Set down the entries exactly. No line may differ from its source.

(Saved entries)
———
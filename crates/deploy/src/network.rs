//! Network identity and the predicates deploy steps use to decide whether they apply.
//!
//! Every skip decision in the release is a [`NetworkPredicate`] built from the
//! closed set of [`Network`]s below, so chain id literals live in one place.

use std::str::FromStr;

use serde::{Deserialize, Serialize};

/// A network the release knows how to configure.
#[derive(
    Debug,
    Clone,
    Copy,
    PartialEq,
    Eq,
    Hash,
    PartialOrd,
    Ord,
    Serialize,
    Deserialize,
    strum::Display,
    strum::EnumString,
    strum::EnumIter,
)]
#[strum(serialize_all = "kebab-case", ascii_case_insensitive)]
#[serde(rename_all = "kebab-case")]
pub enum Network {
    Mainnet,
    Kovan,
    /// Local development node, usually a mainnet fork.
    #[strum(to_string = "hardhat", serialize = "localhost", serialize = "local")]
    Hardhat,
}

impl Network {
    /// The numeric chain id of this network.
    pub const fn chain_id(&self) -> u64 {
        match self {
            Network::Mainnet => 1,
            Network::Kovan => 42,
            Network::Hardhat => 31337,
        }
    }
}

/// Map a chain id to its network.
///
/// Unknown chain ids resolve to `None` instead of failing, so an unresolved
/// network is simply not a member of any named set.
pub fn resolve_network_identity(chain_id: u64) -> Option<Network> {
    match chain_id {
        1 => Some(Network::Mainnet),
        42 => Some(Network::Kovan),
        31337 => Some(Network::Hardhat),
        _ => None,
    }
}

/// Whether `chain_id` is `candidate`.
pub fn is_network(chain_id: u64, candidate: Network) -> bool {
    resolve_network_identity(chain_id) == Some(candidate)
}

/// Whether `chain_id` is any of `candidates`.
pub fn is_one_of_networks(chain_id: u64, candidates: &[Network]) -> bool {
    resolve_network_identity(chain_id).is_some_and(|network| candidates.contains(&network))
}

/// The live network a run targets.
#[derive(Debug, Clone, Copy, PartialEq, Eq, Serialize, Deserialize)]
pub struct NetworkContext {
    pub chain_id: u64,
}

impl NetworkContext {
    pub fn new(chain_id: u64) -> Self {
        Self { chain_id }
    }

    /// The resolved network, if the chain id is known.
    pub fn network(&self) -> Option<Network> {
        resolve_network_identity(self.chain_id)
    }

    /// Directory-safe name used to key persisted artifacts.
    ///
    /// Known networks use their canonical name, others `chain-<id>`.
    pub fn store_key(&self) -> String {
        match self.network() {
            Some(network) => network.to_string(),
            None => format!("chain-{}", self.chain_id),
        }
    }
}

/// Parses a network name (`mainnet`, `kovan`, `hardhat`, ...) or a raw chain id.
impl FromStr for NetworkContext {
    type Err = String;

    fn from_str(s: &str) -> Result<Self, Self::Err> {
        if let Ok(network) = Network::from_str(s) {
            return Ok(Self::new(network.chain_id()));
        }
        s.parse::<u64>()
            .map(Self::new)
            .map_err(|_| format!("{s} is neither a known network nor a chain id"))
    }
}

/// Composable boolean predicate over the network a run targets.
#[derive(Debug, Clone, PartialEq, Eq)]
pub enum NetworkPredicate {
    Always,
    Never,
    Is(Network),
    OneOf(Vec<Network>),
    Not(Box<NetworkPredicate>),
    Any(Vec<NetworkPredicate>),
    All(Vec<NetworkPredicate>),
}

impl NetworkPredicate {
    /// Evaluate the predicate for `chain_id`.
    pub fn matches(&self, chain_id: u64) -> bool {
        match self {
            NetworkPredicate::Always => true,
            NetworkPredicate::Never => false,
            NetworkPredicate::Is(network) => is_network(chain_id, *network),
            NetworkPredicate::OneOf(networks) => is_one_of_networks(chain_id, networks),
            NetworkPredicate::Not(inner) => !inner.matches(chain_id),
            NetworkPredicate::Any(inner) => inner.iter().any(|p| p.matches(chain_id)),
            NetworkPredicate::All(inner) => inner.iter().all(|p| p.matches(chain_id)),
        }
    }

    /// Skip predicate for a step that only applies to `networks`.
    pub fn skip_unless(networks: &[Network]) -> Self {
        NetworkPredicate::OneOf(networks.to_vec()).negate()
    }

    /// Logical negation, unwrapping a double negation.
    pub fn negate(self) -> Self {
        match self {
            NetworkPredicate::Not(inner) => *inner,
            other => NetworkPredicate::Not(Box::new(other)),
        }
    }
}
———
→ **Exercise answer**:
filename crates/deploy/src/network.rs
//! Network identity and the predicates deploy steps use to decide whether they apply.
//!
//! Every skip decision in the release is a [`NetworkPredicate`] built from the
//! closed set of [`Network`]s below, so chain id literals live in one place.

use std::str::FromStr;

use serde::{Deserialize, Serialize};

/// A network the release knows how to configure.
#[derive(
    Debug,
    Clone,
    Copy,
    PartialEq,
    Eq,
    Hash,
    PartialOrd,
    Ord,
    Serialize,
    Deserialize,
    strum::Display,
    strum::EnumString,
    strum::EnumIter,
)]
#[strum(serialize_all = "kebab-case", ascii_case_insensitive)]
#[serde(rename_all = "kebab-case")]
pub enum Network {
    Mainnet,
    Kovan,
    /// Local development node, usually a mainnet fork.
    #[strum(to_string = "hardhat", serialize = "localhost", serialize = "local")]
    Hardhat,
}

impl Network {
    /// The numeric chain id of this network.
    pub const fn chain_id(&self) -> u64 {
        match self {
            Network::Mainnet => 1,
            Network::Kovan => 42,
            Network::Hardhat => 31337,
        }
    }
}

/// Map a chain id to its network.
///
/// Unknown chain ids resolve to `None` instead of failing, so an unresolved
/// network is simply not a member of any named set.
pub fn resolve_network_identity(chain_id: u64) -> Option<Network> {
    match chain_id {
        1 => Some(Network::Mainnet),
        42 => Some(Network::Kovan),
        31337 => Some(Network::Hardhat),
        _ => None,
    }
}

/// Whether `chain_id` is `candidate`.
pub fn is_network(chain_id: u64, candidate: Network) -> bool {
    resolve_network_identity(chain_id) == Some(candidate)
}

/// Whether `chain_id` is any of `candidates`.
pub fn is_one_of_networks(chain_id: u64, candidates: &[Network]) -> bool {
    resolve_network_identity(chain_id).is_some_and(|network| candidates.contains(&network))
}

/// The live network a run targets.
#[derive(Debug, Clone, Copy, PartialEq, Eq, Serialize, Deserialize)]
pub struct NetworkContext {
    pub chain_id: u64,
}

impl NetworkContext {
    pub fn new(chain_id: u64) -> Self {
        Self { chain_id }
    }

    /// The resolved network, if the chain id is known.
    pub fn network(&self) -> Option<Network> {
        resolve_network_identity(self.chain_id)
    }

    /// Directory-safe name used to key persisted artifacts.
    ///
    /// Known networks use their canonical name, others `chain-<id>`.
    pub fn store_key(&self) -> String {
        match self.network() {
            Some(network) => network.to_string(),
            None => format!("chain-{}", self.chain_id),
        }
    }
}

/// Parses a network name (`mainnet`, `kovan`, `hardhat`, ...) or a raw chain id.
impl FromStr for NetworkContext {
    type Err = String;

    fn from_str(s: &str) -> Result<Self, Self::Err> {
        if let Ok(network) = Network::from_str(s) {
            return Ok(Self::new(network.chain_id()));
        }
        s.parse::<u64>()
            .map(Self::new)
            .map_err(|_| format!("{s} is neither a known network nor a chain id"))
    }
}

/// Composable boolean predicate over the network a run targets.
#[derive(Debug, Clone, PartialEq, Eq)]
pub enum NetworkPredicate {
    Always,
    Never,
    Is(Network),
    OneOf(Vec<Network>),
    Not(Box<NetworkPredicate>),
    Any(Vec<NetworkPredicate>),
    All(Vec<NetworkPredicate>),
}

impl NetworkPredicate {
    /// Evaluate the predicate for `chain_id`.
    pub fn matches(&self, chain_id: u64) -> bool {
        match self {
            NetworkPredicate::Always => true,
            NetworkPredicate::Never => false,
            NetworkPredicate::Is(network) => is_network(chain_id, *network),
            NetworkPredicate::OneOf(networks) => is_one_of_networks(chain_id, networks),
            NetworkPredicate::Not(inner) => !inner.matches(chain_id),
            NetworkPredicate::Any(inner) => inner.iter().any(|p| p.matches(chain_id)),
            NetworkPredicate::All(inner) => inner.iter().all(|p| p.matches(chain_id)),
        }
    }

    /// Skip predicate for a step that only applies to `networks`.
    pub fn skip_unless(networks: &[Network]) -> Self {
        NetworkPredicate::OneOf(networks.to_vec()).negate()
    }

    /// Logical negation, unwrapping a double negation.
    pub fn negate(self) -> Self {
        match self {
            NetworkPredicate::Not(inner) => *inner,
            other => NetworkPredicate::Not(Box::new(other)),
        }
    }
}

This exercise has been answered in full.